Ubu odia i giudici perché odia l’attrito. Sa che l’unico vero limite al potere grottesco è chi può dire no, rallentare, chiedere conto. Quando i grandi freni scricchiolano — magistratura, authority, sistema mediatico — l’indignazione rituale non basta; anzi, alimenta il circuito provocazione/reazione di cui l’ubuesco vive. La risposta non è una fiammata morale ma una rete di attriti capillari.Sul piano istituzionale, l’obiettivo è rialzare i costi del grottesco. Significa praticare una legalità militante: intentare cause pilota, promuovere ricorsi collettivi, lavorare sugli abusi minori ma seriali, quelli che normalizzano l’eccezione.
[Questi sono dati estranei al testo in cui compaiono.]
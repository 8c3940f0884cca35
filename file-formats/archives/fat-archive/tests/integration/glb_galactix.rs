//! Galactix GLB edits compared byte for byte

use crate::common::*;
use fat_archive::formats::{Certainty, glb_galactix};
use fat_archive::{ArchiveFile, EntryAttributes, Error, FILETYPE_GENERIC, share};
use pretty_assertions::assert_eq;
use std::io::{Cursor, Write};

const RAW_CONTENT_12: &[u8] = b"\x02\x00\x00\x00GLIB FILE\x00\x00\x00\
\x00\x00\x00\x00\x00\x00\x00\x00\x00\x00\x00\x00\
\x54\x00\x00\x00ONE.DAT\x00\x00\x00\x00\x00\x00\x00\x00\x00\x00\x00\x00\x00\x00\x00\x0f\x00\
\x63\x00\x00\x00TWO.DAT\x00\x00\x00\x00\x00\x00\x00\x00\x00\x00\x00\x00\x00\x00\x00\x0f\x00\
This is one.datThis is two.dat";

fn insert(
    archive: &mut fat_archive::FatArchive<glb_galactix::GalactixAdapter>,
    before: Option<&str>,
    name: &str,
    content: &str,
) {
    let before = before.map(|b| archive.find(b).unwrap());
    let entry = archive
        .insert(
            before.as_ref(),
            name,
            content.len() as u64,
            FILETYPE_GENERIC,
            EntryAttributes::empty(),
        )
        .unwrap();
    archive
        .open(&entry)
        .unwrap()
        .write_all(content.as_bytes())
        .unwrap();
}

#[test]
fn test_fixture_matches_raw_bytes() {
    assert_eq!(glb_content_12(), RAW_CONTENT_12.to_vec());
    assert_eq!(
        glb_galactix::detect(&mut Cursor::new(RAW_CONTENT_12)).unwrap(),
        Certainty::DefinitelyYes
    );
}

#[test]
fn test_open_reads_offsets_and_sizes() {
    let archive = open_glb(&glb_content_12());
    let files = archive.files();
    assert_eq!(files.len(), 2);
    assert_eq!((files[0].offset(), files[0].stored_size()), (0x54, 15));
    assert_eq!(files[1].name(), "TWO.DAT");
    assert_eq!(archive.read_file(&files[1]).unwrap(), TWO.as_bytes());
}

#[test]
fn test_insert_end() {
    let mut archive = open_glb(&glb_content_12());
    insert(&mut archive, None, "THREE.DAT", THREE);
    assert_eq!(image(&archive), glb_content_123());
}

#[test]
fn test_insert_mid() {
    let mut archive = open_glb(&glb_content_12());
    insert(&mut archive, Some("TWO.DAT"), "THREE.DAT", THREE);
    assert_eq!(image(&archive), glb_content_132());
}

#[test]
fn test_insert_two_mid() {
    let mut archive = open_glb(&glb_content_12());
    insert(&mut archive, Some("TWO.DAT"), "THREE.DAT", THREE);
    insert(&mut archive, Some("TWO.DAT"), "FOUR.DAT", FOUR);
    assert_eq!(image(&archive), glb_content_1342());
}

#[test]
fn test_remove() {
    let mut archive = open_glb(&glb_content_12());
    let one = archive.find("ONE.DAT").unwrap();
    archive.remove(&one).unwrap();
    assert_eq!(image(&archive), glb_content_2());
}

#[test]
fn test_remove_all() {
    let mut archive = open_glb(&glb_content_12());
    let one = archive.find("ONE.DAT").unwrap();
    let two = archive.find("TWO.DAT").unwrap();
    archive.remove(&one).unwrap();
    archive.remove(&two).unwrap();
    assert_eq!(image(&archive), glb_content_0());
}

#[test]
fn test_remove_last_file() {
    let mut archive = open_glb(&glb_content_12());
    let two = archive.find("TWO.DAT").unwrap();
    archive.remove(&two).unwrap();
    assert_eq!(
        image(&archive),
        glb_image(&[(0x38, "ONE.DAT", 15)], &[ONE])
    );
}

#[test]
fn test_remove_then_insert() {
    let mut archive = open_glb(&glb_content_12());
    let one = archive.find("ONE.DAT").unwrap();
    archive.remove(&one).unwrap();
    insert(&mut archive, Some("TWO.DAT"), "THREE.DAT", THREE);
    assert_eq!(image(&archive), glb_content_32());
}

#[test]
fn test_insert_then_remove_restores_bytes() {
    let mut archive = open_glb(&glb_content_12());
    insert(&mut archive, Some("TWO.DAT"), "THREE.DAT", THREE);
    let three = archive.find("THREE.DAT").unwrap();
    archive.remove(&three).unwrap();
    assert_eq!(image(&archive), glb_content_12());
}

#[test]
fn test_insert_into_empty_archive() {
    let mut archive = open_glb(&glb_content_0());
    insert(&mut archive, None, "TWO.DAT", TWO);
    assert_eq!(image(&archive), glb_content_2());
}

#[test]
fn test_create_then_insert() {
    let mut archive = glb_galactix::create(memory_storage(&[])).unwrap();
    insert(&mut archive, None, "TWO.DAT", TWO);
    assert_eq!(image(&archive), glb_content_2());
}

#[test]
fn test_rename() {
    let mut archive = open_glb(&glb_content_12());
    let one = archive.find("ONE.DAT").unwrap();
    archive.rename(&one, "THREE.DAT").unwrap();
    assert_eq!(image(&archive), glb_content_1r2());
}

#[test]
fn test_rename_too_long() {
    let mut archive = open_glb(&glb_content_12());
    let one = archive.find("ONE.DAT").unwrap();
    let err = archive.rename(&one, "ABCDEFGHIJKLMNOPQRSTUV").unwrap_err();
    assert!(matches!(err, Error::NameRejected { .. }));
    assert_eq!(image(&archive), glb_content_12());

    // Exactly the longest allowed name
    archive.rename(&one, "ABCDEFGHIJKLMNOPQRSTU").unwrap();
}

#[test]
fn test_insert_long_name_rejected() {
    let mut archive = open_glb(&glb_content_12());
    let err = archive
        .insert(
            None,
            "ABCDEFGHIJKLMNOPQRSTUV",
            1,
            FILETYPE_GENERIC,
            EntryAttributes::empty(),
        )
        .unwrap_err();
    assert!(matches!(err, Error::NameRejected { .. }));
    assert_eq!(image(&archive), glb_content_12());
}

#[test]
fn test_resize_larger() {
    let mut archive = open_glb(&glb_content_12());
    let one = archive.find("ONE.DAT").unwrap();
    archive.resize(&one, 20, 20).unwrap();
    assert_eq!(image(&archive), glb_content_1l2());
}

#[test]
fn test_resize_smaller() {
    let mut archive = open_glb(&glb_content_12());
    let one = archive.find("ONE.DAT").unwrap();
    archive.resize(&one, 10, 10).unwrap();
    assert_eq!(image(&archive), glb_content_1s2());
}

#[test]
fn test_resize_over_64k_rejected() {
    let mut archive = open_glb(&glb_content_12());
    let one = archive.find("ONE.DAT").unwrap();
    let err = archive.resize(&one, 65536, 65536).unwrap_err();
    assert!(matches!(err, Error::CapacityExceeded(_)));
    assert_eq!(one.stored_size(), 15);
    assert_eq!(image(&archive), glb_content_12());
}

#[test]
fn test_write_past_end_through_archive_file() {
    let archive = share(open_glb(&glb_content_12()));
    let one = archive.lock().find("ONE.DAT").unwrap();
    let mut file = ArchiveFile::open(&archive, &one).unwrap();
    file.write_all(b"Now resized to 23 chars").unwrap();

    assert_eq!(image(&*archive.lock()), glb_content_1w2());
}

#[test]
fn test_move_to_end() {
    let mut archive = open_glb(&glb_content_12());
    let one = archive.find("ONE.DAT").unwrap();
    archive.move_entry(None, &one).unwrap();
    assert_eq!(image(&archive), glb_content_21());
}

#[test]
fn test_open_rejects_bad_offsets() {
    let mut bytes = glb_content_12();
    // TWO.DAT claims to start past the end
    bytes[56] = 0xff;
    assert!(glb_galactix::open(memory_storage(&bytes)).unwrap_err().is_corruption());
}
Significa imporre trasparenza vincolante: usare il Freedom of Information Act, costruire osservatori civici, coltivare il data-journalism locale che segue atti, appalti, nomine e li rende leggibili. Significa attivare micro-contrappesi dove il grande contrappeso vacilla: ordini professionali, sindacati, atenei, camere di commercio che fissano standard e sanzioni reputazionali. E, soprattutto, costruire coalizioni trasversali su alcuni valori non negoziabili: integrità elettorale, indipendenza della magistratura, integrità amministrativa. Sul piano civico-mediatico, si tratta di spezzare il rituale ubuesco. Una dieta dell’attenzione non vuol dire silenzio, ma rilanciare solo con contesto e numeri: niente quote di indignazione a consumo. Non basta denunciare il buffone: bisogna disinnescare il teatro che lo rende sovrano. Parallelamente, servono contro-rituali: assemblee brevi e regolari, newsletter verificabili, strumenti di deliberazione che premiano merito e prova, non l’iperbole. Qui i corpi intermedi sono decisivi: professionalità organizzate che definiscono linee rosse comuni e le difendono con codici, firme, scioperi mirati. Infine, educazione all’algoritmo: capire come funziona il feed, usare moderazione comunitaria, spostare i dibattiti su formati che non premiano l’estremo. Si chiama igiene informativa: per praticarla servono coraggio e competenza.

 

Il ridicolo non scomparirà; ma la sua potenza dipende dagli attriti che incontra. Se il grande freno vacilla, si costruiscono freni piccoli e tanti: cause, codici, dati, coalizioni, professionalità che non si prestano al rito. In Italia il quadro è meno estremo, ma i meccanismi sono riconoscibili: personalizzazione del comando, rituali mediatici che sostituiscono la verifica, spoils system esasperato, marginalizzazione dei corpi intermedi, decreti omnibus e comunicazione a colpi di meme. Anche qui la risposta non è eroismo: è serialità. Ed è proprio questo che il potere ubuesco teme di più: il buffone può regnare, ma non è ancora scritto che il suo regno debba diventare la nostra normalità.